A novel drug target for neonatal and infant heart failure

A novel drug target for neonatal and infant heart failure

Researchers have identified a new druggable target for heart failure in neonates and infants, a condition for which there has been no specific treatment. Approximately 60 percent of children born with congenital heart abnormalities will develop overt heart failure within the first year of life. The progression of heart failure in these infants is often rapid, with a high frequency of fatalities. Stimulation of this target significantly increased the cardiac contractility of newborns and infants in mice with few side effects such as tachycardia, arrhythmias, and increased myocardial oxygen consumption, which are common problems with many cardiotonic drugs.

Unlike chronic heart failure in adults, evidence is lacking for the appropriate treatment of pediatric heart failure. The main reason for this is the great variety of pathogeneses and pathophysiologies of heart failure in children, making large-scale clinical trials difficult. Therefore, pediatric heart failure patients are currently being treated with adult medications without compelling evidence of their safety and effectiveness in children. The research group led by Professor Mitsuhiko Yamada of Shinshu University hopes to develop the world’s first small molecule therapeutics for pediatric heat failure that can be easily used also by outpatients through collaborations with pharmaceutical companies.

The research group began this study in a bottom-up but not an outcome-oriented manner, which would be the most standard and effective way of translational science. Professor Yamada was interested in the molecular mechanism underlying the regulation of cardiac L-type Ca2+ channels (LTCC) by intracellular signaling pathways. In 2010, Professor Yamada came across a paper written by Prof. William A. Catterall’s group describing that casein kinase can phosphorylate the main subunit of cardiac LTCC (Fuller, M.D. et al. (2010) Sci Signal: ra70). They started efforts to seek for the physiological significance of this phenomenon and fortunately found that it mediates the positive inotropic effect of angiotensin II only found in the neonatal period (Kashihara T. et al. (2017) J. Physiol. (Lond.) 595: 4207-4225). With this information, the research group changed their style and decided to serve a long-lasting unmet medical need, therapeutics specific for pediatric heart failure, by utilizing this pathway.

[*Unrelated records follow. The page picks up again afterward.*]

// SPDX-License-Identifier: BUSL-1.1
// Copyright (c) 2026 Alfred Jean LLC

//! Embedded, documented starting pipelines for `pipeforge init <template>`.

pub struct Template {
    pub name: &'static str,
    pub description: &'static str,
    pub yaml: &'static str,
}

pub const TEMPLATES: &[Template] = &[
    Template {
        name: "innosetup",
        description: "Build and package a Windows installer with Inno Setup",
        yaml: INNOSETUP,
    },
    Template {
        name: "dotnet",
        description: "Restore, build and test a .NET solution",
        yaml: DOTNET,
    },
    Template {
        name: "security",
        description: "Run a dependency/secret scan as a gated, non-fatal stage",
        yaml: SECURITY,
    },
    Template {
        name: "twincat",
        description: "Build a TwinCAT PLC project and archive the boot project",
        yaml: TWINCAT,
    },
    Template {
        name: "custom",
        description: "Minimal two-stage skeleton to adapt for anything else",
        yaml: CUSTOM,
    },
];

pub fn find(name: &str) -> Option<&'static Template> {
    TEMPLATES.iter().find(|t| t.name.eq_ignore_ascii_case(name))
}

const INNOSETUP: &str = r#"# Builds an Inno Setup installer.
#
# Assumes your .iss script is at "installer/setup.iss" and produces its
# output under "installer/Output/". Adjust paths to match your project.
version: 1
name: Installer Build
working_directory: .
variables:
  ISCC: "C:\\Program Files (x86)\\Inno Setup 6\\ISCC.exe"
stages:
  - name: compile
    steps:
      - name: Compile installer
        description: Invoke the Inno Setup compiler against the .iss script
        command: "${ISCC}"
        arguments: installer/setup.iss
        timeout_seconds: 600
        artifacts:
          - installer/Output/*.exe
  - name: verify
    condition:
      requires_files:
        - installer/Output
    steps:
      - name: List produced installer
        command: dir
        arguments: installer/Output
        breakpoint: on_failure
watch:
  - path: installer
    filter: "*.iss"
    debounce_ms: 500
"#;

const DOTNET: &str = r#"# Restores, builds and tests a .NET solution.
version: 1
name: .NET Build
variables:
  CONFIGURATION: Release
stages:
  - name: restore
    steps:
      - name: Restore packages
        command: dotnet
        arguments: restore
        timeout_seconds: 300
  - name: build
    steps:
      - name: Build solution
        command: dotnet
        arguments: "build --configuration ${CONFIGURATION} --no-restore"
        timeout_seconds: 600
        artifacts:
          - "**/bin/${CONFIGURATION}/**/*.dll"
  - name: test
    continue_on_error: true
    steps:
      - name: Run unit tests
        command: dotnet
        arguments: "test --configuration ${CONFIGURATION} --no-build --logger trx"
        timeout_seconds: 900
        allow_failure: true
        artifacts:
          - "**/TestResults/*.trx"
"#;

const SECURITY: &str = r#"# Runs a dependency/secret scan as a non-fatal, gated stage. Intended to
# run alongside (not instead of) your normal build pipeline.
version: 1
name: Security Scan
stages:
  - name: scan
    steps:
      - name: Audit dependencies
        description: Fails the step, not the run, on findings — triage manually
        command: cargo
        arguments: audit
        allow_failure: true
        timeout_seconds: 300
      - name: Scan for committed secrets
        command: gitleaks
        arguments: "detect --no-git --source ."
        allow_failure: true
        breakpoint: on_failure
        timeout_seconds: 300
"#;

const TWINCAT: &str = r#"# Builds a TwinCAT PLC project via its command-line build tool and
# archives the resulting boot project.
version: 1
name: TwinCAT Build
variables:
  PROJECT: MyProject.sln
stages:
  - name: build
    steps:
      - name: Build TwinCAT solution
        command: TcBuild.exe
        arguments: "/build ${PROJECT}"
        timeout_seconds: 1200
        artifacts:
          - "**/Boot/*.tpzip"
  - name: archive
    steps:
      - name: Copy boot project to release folder
        command: xcopy
        arguments: "/Y /I Boot Releases\\${PIPEFORGE_RUN_ID}"
        condition:
          requires_exit_code: 0
watch:
  - path: .
    filter: "*.TcPOU"
    include_subdirectories: true
    debounce_ms: 1000
"#;

const CUSTOM: &str = r#"# Minimal two-stage skeleton: replace the commands below with your own.
version: 1
name: Custom Pipeline
stages:
  - name: build
    steps:
      - name: Build
        command: echo
        arguments: "build step goes here"
  - name: test
    steps:
      - name: Test
        command: echo
        arguments: "test step goes here"
"#;

#[cfg(test)]
mod tests {
    use super::*;

    #[test]
    fn every_template_parses_and_has_at_least_one_stage() {
        for template in TEMPLATES {
            let definition = pipeforge_yaml::parse(template.yaml)
                .unwrap_or_else(|e| panic!("{} failed to parse: {e}", template.name));
            assert!(
                !definition.stages.is_empty(),
                "{} has no stages",
                template.name
            );
        }
    }

    #[test]
    fn every_template_passes_validation_without_errors() {
        for template in TEMPLATES {
            let definition = pipeforge_yaml::parse(template.yaml).unwrap();
            let result = pipeforge_validate::validate(&definition);
            assert!(
                !result.has_errors(),
                "{} has validation errors: {:?}",
                template.name,
                result.messages
            );
        }
    }

    #[test]
    fn find_is_case_insensitive() {
        assert!(find("DotNet").is_some());
        assert!(find("nonexistent").is_none());
    }

    fn step_count(definition: &pipeforge_core::PipelineDefinition) -> usize {
        definition.total_steps()
    }

    #[yare::parameterized(
        innosetup = { INNOSETUP },
        dotnet = { DOTNET },
        security = { SECURITY },
        twincat = { TWINCAT },
        custom = { CUSTOM },
    )]
    fn template_survives_a_parse_serialize_parse_round_trip(yaml: &str) {
        let original = pipeforge_yaml::parse(yaml).unwrap();
        let text = pipeforge_yaml::serialize(&original).unwrap();
        let reparsed = pipeforge_yaml::parse(&text).unwrap();

        assert_eq!(reparsed.stages.len(), original.stages.len());
        assert_eq!(step_count(&reparsed), step_count(&original));
        assert_eq!(reparsed.variables.len(), original.variables.len());
    }
}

Children, especially those before weaning are not miniature adults. They are in a so-called ‘critical period’ of life and thus, vulnerable but at the same time, formidably robust. Therefore, it may be sometimes more appropriate to develop drugs for children not only by extrapolating scientific and medical knowledge regarding adults to infants and children but by scrutinizing druggable targets underlying their robustness. Professor Yamada states that it was difficult “To gain lines of evidence against today’s scientific and medical dogma that angiotensin II and its type 1 receptors are a common cause of almost all cardiovascular and renal diseases.”

The renin-angiotensin-aldosterone system was discovered more than a hundred years ago. Its importance in the mammalian perinatal period had been established by the end of the 20th century but had been almost completely forgotten mainly because of the great success of inhibitors of this system in adult medicine. The research group at Shinshu University School of Medicine and Institute of Biomedical Sciences fortunately succeed in digging up this valuable ‘fossil’ in basic research work.